The Union formalized an arrangement in 1861, appointing Dorothea Dix as “Superintendent of Female Nurses of the Army.” Dix was among the American women who had traveled to Britain, Turkey, and Crimea to learn from the legendary Florence Nightingale, who was already transforming nursing in Europe. The American Civil War brought a new need and mission to the 59-year-old Dix, who had already made her mark as an advocate and reformer for prisoners and the mentally ill. Horrified by the large-scale violence, Dix took a train south to Washington, D.C., and gained a meeting with the U.S. secretary of war, Simon Cameron. She offered her services as a nurse to the Union Army, but Cameron, impressed with her assertiveness, organizational skills, and tenacious nature, appointed her the superintendent of Union Army nurses instead, a position she held until 1865.
Dix powered through a field of resistance and during the course of the war appointed and arranged for the training of more than 3,000 nurses. As the first woman ever to serve at such a high level in a federally appointed position, she dove into the work, helping to set up field hospitals and aid stations. She was thought to have impossibly high standards for her nurses, but she continued to advocate for them to receive more formal training and increased work opportunities and responsibilities. She took good care of her nurses, the women who were extremely critical to advancing the role of nursing in the war and in medicine overall.

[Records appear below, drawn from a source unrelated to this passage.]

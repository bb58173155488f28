//! Postgres-backed repository implementations.
//!
//! Each repository owns a clone of the connection pool. Queries go through
//! `query_as` with explicit `FromRow` record structs so the table shapes are
//! checked in one place per module.

mod audit_log;
mod invite;
mod membership;
pub mod migrations;
mod practice;
mod profile;
mod purge;

pub use audit_log::PostgresAuditLogRepository;
pub use invite::PostgresInviteRepository;
pub use membership::PostgresMembershipRepository;
pub use practice::PostgresPracticeRepository;
pub use profile::PostgresProfileRepository;
pub use purge::PostgresUserPurgeRepository;

use sqlx::PgPool;

use crate::policy::MemberRole;
use crate::ActionError;

/// Creates all Postgres repository instances from a connection pool.
pub fn create_repositories(
    pool: PgPool,
) -> (
    PostgresPracticeRepository,
    PostgresMembershipRepository,
    PostgresInviteRepository,
    PostgresProfileRepository,
    PostgresUserPurgeRepository,
    PostgresAuditLogRepository,
) {
    (
        PostgresPracticeRepository::new(pool.clone()),
        PostgresMembershipRepository::new(pool.clone()),
        PostgresInviteRepository::new(pool.clone()),
        PostgresProfileRepository::new(pool.clone()),
        PostgresUserPurgeRepository::new(pool.clone()),
        PostgresAuditLogRepository::new(pool),
    )
}

fn parse_role(s: &str) -> Result<MemberRole, ActionError> {
    MemberRole::from_str(s)
        .ok_or_else(|| ActionError::Database(format!("unknown member role \"{s}\"")))
}
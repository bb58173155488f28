//! Slug derivation for practices.

use crate::crypto::generate_suffix;
use crate::store::PracticeRepository;
use crate::ActionError;

/// Maximum length of the base slug before any collision suffix.
pub const SLUG_MAX: usize = 50;

const MAX_ATTEMPTS: usize = 5;

/// Derives the base slug: lowercase, non-alphanumeric runs collapsed to
/// single hyphens, leading/trailing hyphens trimmed, capped at [`SLUG_MAX`].
/// A name with no usable characters falls back to `practice-XXXXXXXX`.
pub fn slugify(name: &str) -> String {
    let mut slug = String::with_capacity(name.len());
    let mut last_hyphen = true; // suppress a leading hyphen
    for c in name.to_lowercase().chars() {
        if c.is_ascii_alphanumeric() {
            slug.push(c);
            last_hyphen = false;
        } else if !last_hyphen {
            slug.push('-');
            last_hyphen = true;
        }
        if slug.len() >= SLUG_MAX {
            break;
        }
    }
    let slug = slug.trim_matches('-').to_owned();
    if slug.is_empty() {
        format!("practice-{}", generate_suffix(8))
    } else {
        slug
    }
}

/// Produces a slug not currently present in the practice table.
///
/// Tries the base slug, then up to five candidates with growing random
/// suffixes, then gives up probing and returns the base with a longer
/// suffix. Bounded, so it never recurses or loops on pathological collision
/// streaks.
pub async fn generate_unique_slug<P>(practices: &P, name: &str) -> Result<String, ActionError>
where
    P: PracticeRepository + ?Sized,
{
    let base = slugify(name);
    let mut candidate = base.clone();

    for attempt in 0..MAX_ATTEMPTS {
        if practices.find_by_slug(&candidate).await?.is_none() {
            return Ok(candidate);
        }
        candidate = format!("{base}-{}", generate_suffix(4 + attempt));
    }

    Ok(format!("{base}-{}", generate_suffix(6)))
}
use async_trait::async_trait;
use chrono::{DateTime, Utc};
use sqlx::{FromRow, PgPool};
use uuid::Uuid;

use crate::store::{CreatePractice, PracticeFields, PracticeRepository};
use crate::types::Practice;
use crate::ActionError;

#[derive(Clone)]
pub struct PostgresPracticeRepository {
    pool: PgPool,
}

impl PostgresPracticeRepository {
    pub fn new(pool: PgPool) -> Self {
        Self { pool }
    }
}

#[derive(FromRow)]
struct PracticeRecord {
    id: Uuid,
    name: String,
    slug: String,
    billing_email: Option<String>,
    currency: String,
    timezone: String,
    created_at: DateTime<Utc>,
    updated_at: DateTime<Utc>,
}

impl From<PracticeRecord> for Practice {
    fn from(row: PracticeRecord) -> Self {
        Practice {
            id: row.id,
            name: row.name,
            slug: row.slug,
            billing_email: row.billing_email,
            currency: row.currency,
            timezone: row.timezone,
            created_at: row.created_at,
            updated_at: row.updated_at,
        }
    }
}

#[async_trait]
impl PracticeRepository for PostgresPracticeRepository {
    #[cfg_attr(feature = "tracing", tracing::instrument(skip(self), err))]
    async fn create(&self, data: CreatePractice) -> Result<Practice, ActionError> {
        let row: PracticeRecord = sqlx::query_as(
            r"
            INSERT INTO practices (name, slug, billing_email, currency, timezone)
            VALUES ($1, $2, $3, $4, $5)
            RETURNING id, name, slug, billing_email, currency, timezone, created_at, updated_at
            ",
        )
        .bind(&data.name)
        .bind(&data.slug)
        .bind(&data.billing_email)
        .bind(&data.currency)
        .bind(&data.timezone)
        .fetch_one(&self.pool)
        .await
        .map_err(|e| {
            log::error!(target: "archibill", "msg=\"database error\", operation=\"create_practice\", error=\"{e}\"");
            ActionError::Database(e.to_string())
        })?;

        Ok(row.into())
    }

    #[cfg_attr(feature = "tracing", tracing::instrument(skip(self), err))]
    async fn find_by_id(&self, id: Uuid) -> Result<Option<Practice>, ActionError> {
        let row: Option<PracticeRecord> = sqlx::query_as(
            "SELECT id, name, slug, billing_email, currency, timezone, created_at, updated_at FROM practices WHERE id = $1",
        )
        .bind(id)
        .fetch_optional(&self.pool)
        .await
        .map_err(|e| {
            log::error!(target: "archibill", "msg=\"database error\", operation=\"find_practice_by_id\", error=\"{e}\"");
            ActionError::Database(e.to_string())
        })?;

        Ok(row.map(Into::into))
    }

    #[cfg_attr(feature = "tracing", tracing::instrument(skip(self), err))]
    async fn find_by_slug(&self, slug: &str) -> Result<Option<Practice>, ActionError> {
        let row: Option<PracticeRecord> = sqlx::query_as(
            "SELECT id, name, slug, billing_email, currency, timezone, created_at, updated_at FROM practices WHERE slug = $1",
        )
        .bind(slug)
        .fetch_optional(&self.pool)
        .await
        .map_err(|e| {
            log::error!(target: "archibill", "msg=\"database error\", operation=\"find_practice_by_slug\", error=\"{e}\"");
            ActionError::Database(e.to_string())
        })?;

        Ok(row.map(Into::into))
    }

    #[cfg_attr(feature = "tracing", tracing::instrument(skip(self), err))]
    async fn update(&self, id: Uuid, fields: PracticeFields) -> Result<Practice, ActionError> {
        let row: Option<PracticeRecord> = sqlx::query_as(
            r"
            UPDATE practices
            SET name = $1, billing_email = $2, currency = $3, timezone = $4, updated_at = NOW()
            WHERE id = $5
            RETURNING id, name, slug, billing_email, currency, timezone, created_at, updated_at
            ",
        )
        .bind(&fields.name)
        .bind(&fields.billing_email)
        .bind(&fields.currency)
        .bind(&fields.timezone)
        .bind(id)
        .fetch_optional(&self.pool)
        .await
        .map_err(|e| {
            log::error!(target: "archibill", "msg=\"database error\", operation=\"update_practice\", error=\"{e}\"");
            ActionError::Database(e.to_string())
        })?;

        row.map(Into::into)
            .ok_or_else(|| ActionError::NotFound("Practice not found".to_owned()))
    }
}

In the South, Captain Sally Louisa Tompkins, also known as the “Angel of the Confederacy,” became, at the age of 28, the first woman to be commissioned into the Confederate Army—also the first woman in American history to be formally inducted into the military. She ran a home-turned-hospital in Richmond. The medical practices of the private Robertson Hospital reflected Tompkins’s compassionate and meticulous dedication to cleanliness and care and its reputation began to spread. It was said that wounded soldiers in Richmond would beg for admittance to the Robertson hospital and commanders were known to send their most critical cases there. In order to avoid accusations of malingering and dodging of military service, Confederate President Jefferson Davis issued regulations requiring all hospitals to be under military command and the private hospitals were, for the most part, forced to close. In a stunning move that broke military and social tradition, he allowed Tompkins to continue her work and keep her excellent facility open by commissioning her as a captain in the Confederate States Army. She was then legally able to sustain the hospital’s operation and to obtain her medical supplies from military stores. Tompkins operated the Robertson Hospital throughout the war, treating 1,334 wounded men with only 73 deaths in its 45 months of existence, a survival rate of 94.5%, thought to be the highest of any Confederate military hospital during the war.